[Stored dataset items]
* * *
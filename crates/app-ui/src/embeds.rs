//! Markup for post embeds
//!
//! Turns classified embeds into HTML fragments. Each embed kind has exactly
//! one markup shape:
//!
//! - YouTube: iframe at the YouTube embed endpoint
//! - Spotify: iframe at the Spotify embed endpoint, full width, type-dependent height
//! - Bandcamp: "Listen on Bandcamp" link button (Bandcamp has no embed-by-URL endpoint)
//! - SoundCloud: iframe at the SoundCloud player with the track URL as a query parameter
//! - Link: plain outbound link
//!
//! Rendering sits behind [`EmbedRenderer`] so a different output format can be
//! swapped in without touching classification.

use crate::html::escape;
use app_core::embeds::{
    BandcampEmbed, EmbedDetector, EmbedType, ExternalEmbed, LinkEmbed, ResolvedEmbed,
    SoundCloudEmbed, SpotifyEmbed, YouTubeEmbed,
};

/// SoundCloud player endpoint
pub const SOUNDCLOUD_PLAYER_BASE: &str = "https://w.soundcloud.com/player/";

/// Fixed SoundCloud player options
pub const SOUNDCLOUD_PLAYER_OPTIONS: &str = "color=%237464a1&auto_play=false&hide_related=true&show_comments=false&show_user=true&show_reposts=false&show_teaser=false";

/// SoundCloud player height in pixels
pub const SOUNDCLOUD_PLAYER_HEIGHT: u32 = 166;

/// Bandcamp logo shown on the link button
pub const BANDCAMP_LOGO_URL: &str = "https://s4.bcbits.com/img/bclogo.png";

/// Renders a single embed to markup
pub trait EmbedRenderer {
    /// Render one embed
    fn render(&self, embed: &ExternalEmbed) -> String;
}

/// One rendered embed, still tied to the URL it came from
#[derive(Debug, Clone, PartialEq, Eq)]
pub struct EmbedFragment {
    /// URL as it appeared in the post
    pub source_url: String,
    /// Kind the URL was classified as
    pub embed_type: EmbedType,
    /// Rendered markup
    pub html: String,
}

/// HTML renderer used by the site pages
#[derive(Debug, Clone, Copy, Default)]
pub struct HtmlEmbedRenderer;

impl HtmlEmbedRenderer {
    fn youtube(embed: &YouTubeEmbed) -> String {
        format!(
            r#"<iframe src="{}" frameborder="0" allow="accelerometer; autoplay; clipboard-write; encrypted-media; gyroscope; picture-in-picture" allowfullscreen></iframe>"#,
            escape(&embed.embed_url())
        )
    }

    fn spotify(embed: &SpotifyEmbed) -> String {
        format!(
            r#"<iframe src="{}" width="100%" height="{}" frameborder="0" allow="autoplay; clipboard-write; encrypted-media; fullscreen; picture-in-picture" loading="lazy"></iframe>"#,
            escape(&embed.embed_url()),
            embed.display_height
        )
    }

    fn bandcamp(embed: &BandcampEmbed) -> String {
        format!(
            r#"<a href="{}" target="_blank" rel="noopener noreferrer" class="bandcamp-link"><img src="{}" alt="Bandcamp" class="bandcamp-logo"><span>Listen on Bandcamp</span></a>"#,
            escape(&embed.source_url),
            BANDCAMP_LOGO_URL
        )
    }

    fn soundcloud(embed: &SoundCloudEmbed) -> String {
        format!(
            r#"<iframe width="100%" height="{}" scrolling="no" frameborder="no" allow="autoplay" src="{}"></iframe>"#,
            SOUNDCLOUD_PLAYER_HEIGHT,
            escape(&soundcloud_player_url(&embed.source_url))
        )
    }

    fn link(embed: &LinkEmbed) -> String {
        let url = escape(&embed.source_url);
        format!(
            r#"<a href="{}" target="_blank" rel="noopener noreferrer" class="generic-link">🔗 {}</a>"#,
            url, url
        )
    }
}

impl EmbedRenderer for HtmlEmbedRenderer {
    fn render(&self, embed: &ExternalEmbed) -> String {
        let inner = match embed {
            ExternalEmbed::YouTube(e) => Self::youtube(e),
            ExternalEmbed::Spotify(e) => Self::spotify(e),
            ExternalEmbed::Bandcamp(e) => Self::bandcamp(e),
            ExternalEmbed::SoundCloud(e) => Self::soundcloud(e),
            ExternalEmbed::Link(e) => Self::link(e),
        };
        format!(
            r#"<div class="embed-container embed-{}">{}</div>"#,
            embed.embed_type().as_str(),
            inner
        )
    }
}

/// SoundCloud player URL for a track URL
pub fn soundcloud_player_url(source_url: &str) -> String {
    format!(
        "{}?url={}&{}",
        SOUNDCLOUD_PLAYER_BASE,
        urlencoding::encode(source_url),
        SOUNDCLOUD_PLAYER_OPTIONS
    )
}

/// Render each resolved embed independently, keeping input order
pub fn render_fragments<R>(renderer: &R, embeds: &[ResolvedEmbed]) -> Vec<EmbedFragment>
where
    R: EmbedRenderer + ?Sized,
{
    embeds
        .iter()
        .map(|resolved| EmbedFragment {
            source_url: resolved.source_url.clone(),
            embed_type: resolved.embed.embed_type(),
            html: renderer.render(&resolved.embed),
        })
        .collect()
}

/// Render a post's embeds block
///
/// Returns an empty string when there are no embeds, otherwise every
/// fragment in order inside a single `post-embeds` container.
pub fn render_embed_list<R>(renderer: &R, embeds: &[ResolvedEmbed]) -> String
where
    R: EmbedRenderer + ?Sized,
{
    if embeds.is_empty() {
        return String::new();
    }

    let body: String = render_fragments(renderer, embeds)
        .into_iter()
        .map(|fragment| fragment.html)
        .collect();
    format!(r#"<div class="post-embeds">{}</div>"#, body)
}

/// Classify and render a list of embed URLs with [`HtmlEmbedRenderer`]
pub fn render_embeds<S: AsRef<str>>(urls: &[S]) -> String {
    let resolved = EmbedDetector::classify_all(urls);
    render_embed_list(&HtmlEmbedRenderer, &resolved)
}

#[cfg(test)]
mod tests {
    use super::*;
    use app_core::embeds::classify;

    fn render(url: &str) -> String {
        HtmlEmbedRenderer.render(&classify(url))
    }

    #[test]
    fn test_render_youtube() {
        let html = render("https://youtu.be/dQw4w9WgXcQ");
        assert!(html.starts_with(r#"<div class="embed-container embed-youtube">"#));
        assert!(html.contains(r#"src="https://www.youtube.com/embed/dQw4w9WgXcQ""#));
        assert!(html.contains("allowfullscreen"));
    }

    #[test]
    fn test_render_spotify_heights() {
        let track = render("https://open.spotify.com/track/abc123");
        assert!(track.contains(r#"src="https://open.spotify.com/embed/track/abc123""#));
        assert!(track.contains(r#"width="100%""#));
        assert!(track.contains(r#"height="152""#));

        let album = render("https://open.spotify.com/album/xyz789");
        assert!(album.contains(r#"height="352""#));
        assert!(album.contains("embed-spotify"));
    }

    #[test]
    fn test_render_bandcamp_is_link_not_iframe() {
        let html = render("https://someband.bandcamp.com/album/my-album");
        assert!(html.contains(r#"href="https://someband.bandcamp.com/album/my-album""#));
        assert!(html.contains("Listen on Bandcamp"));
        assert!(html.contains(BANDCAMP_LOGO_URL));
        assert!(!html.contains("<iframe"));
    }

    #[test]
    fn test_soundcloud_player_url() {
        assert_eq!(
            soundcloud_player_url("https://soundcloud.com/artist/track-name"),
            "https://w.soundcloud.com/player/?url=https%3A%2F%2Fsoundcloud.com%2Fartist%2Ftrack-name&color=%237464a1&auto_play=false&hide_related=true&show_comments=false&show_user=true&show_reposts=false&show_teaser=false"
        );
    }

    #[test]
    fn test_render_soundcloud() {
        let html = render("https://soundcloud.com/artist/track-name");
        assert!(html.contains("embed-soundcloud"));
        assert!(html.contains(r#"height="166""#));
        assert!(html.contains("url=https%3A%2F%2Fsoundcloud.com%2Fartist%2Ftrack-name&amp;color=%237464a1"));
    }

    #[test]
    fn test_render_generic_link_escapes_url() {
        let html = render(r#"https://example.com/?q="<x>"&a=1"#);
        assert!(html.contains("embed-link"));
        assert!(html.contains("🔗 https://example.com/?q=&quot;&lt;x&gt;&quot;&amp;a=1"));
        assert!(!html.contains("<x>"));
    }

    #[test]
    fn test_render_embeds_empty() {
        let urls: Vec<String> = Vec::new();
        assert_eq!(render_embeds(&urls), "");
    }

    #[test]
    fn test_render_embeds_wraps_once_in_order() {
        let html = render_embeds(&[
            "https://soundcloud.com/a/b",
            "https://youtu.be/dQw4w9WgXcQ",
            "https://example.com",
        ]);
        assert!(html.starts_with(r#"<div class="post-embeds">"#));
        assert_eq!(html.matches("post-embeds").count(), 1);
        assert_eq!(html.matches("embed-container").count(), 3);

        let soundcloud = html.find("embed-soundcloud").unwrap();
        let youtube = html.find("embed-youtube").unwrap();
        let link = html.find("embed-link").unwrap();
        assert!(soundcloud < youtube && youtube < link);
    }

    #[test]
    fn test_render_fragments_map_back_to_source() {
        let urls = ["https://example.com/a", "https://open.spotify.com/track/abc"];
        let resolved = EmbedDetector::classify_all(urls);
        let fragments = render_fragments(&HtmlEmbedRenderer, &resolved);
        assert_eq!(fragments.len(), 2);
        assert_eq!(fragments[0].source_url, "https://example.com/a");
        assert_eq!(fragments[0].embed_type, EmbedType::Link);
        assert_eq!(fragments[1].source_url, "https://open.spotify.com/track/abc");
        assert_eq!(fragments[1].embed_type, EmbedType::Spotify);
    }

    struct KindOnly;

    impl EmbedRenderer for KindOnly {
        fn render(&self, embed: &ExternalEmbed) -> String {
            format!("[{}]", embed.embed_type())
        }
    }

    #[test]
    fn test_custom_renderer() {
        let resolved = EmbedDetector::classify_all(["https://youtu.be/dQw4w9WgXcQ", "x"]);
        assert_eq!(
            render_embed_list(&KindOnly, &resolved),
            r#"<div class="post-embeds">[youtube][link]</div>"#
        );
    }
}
* * *
# Task instructions
Set down again, word for word, the stretch of records from the line with "pub const SOUNDCLOUD_PLAYER_BASE: &str" to the line with "Render one embed", both of those lines included.

# Written solution
pub const SOUNDCLOUD_PLAYER_BASE: &str = "https://w.soundcloud.com/player/";

/// Fixed SoundCloud player options
pub const SOUNDCLOUD_PLAYER_OPTIONS: &str = "color=%237464a1&auto_play=false&hide_related=true&show_comments=false&show_user=true&show_reposts=false&show_teaser=false";

/// SoundCloud player height in pixels
pub const SOUNDCLOUD_PLAYER_HEIGHT: u32 = 166;

/// Bandcamp logo shown on the link button
pub const BANDCAMP_LOGO_URL: &str = "https://s4.bcbits.com/img/bclogo.png";

/// Renders a single embed to markup
pub trait EmbedRenderer {
    /// Render one embed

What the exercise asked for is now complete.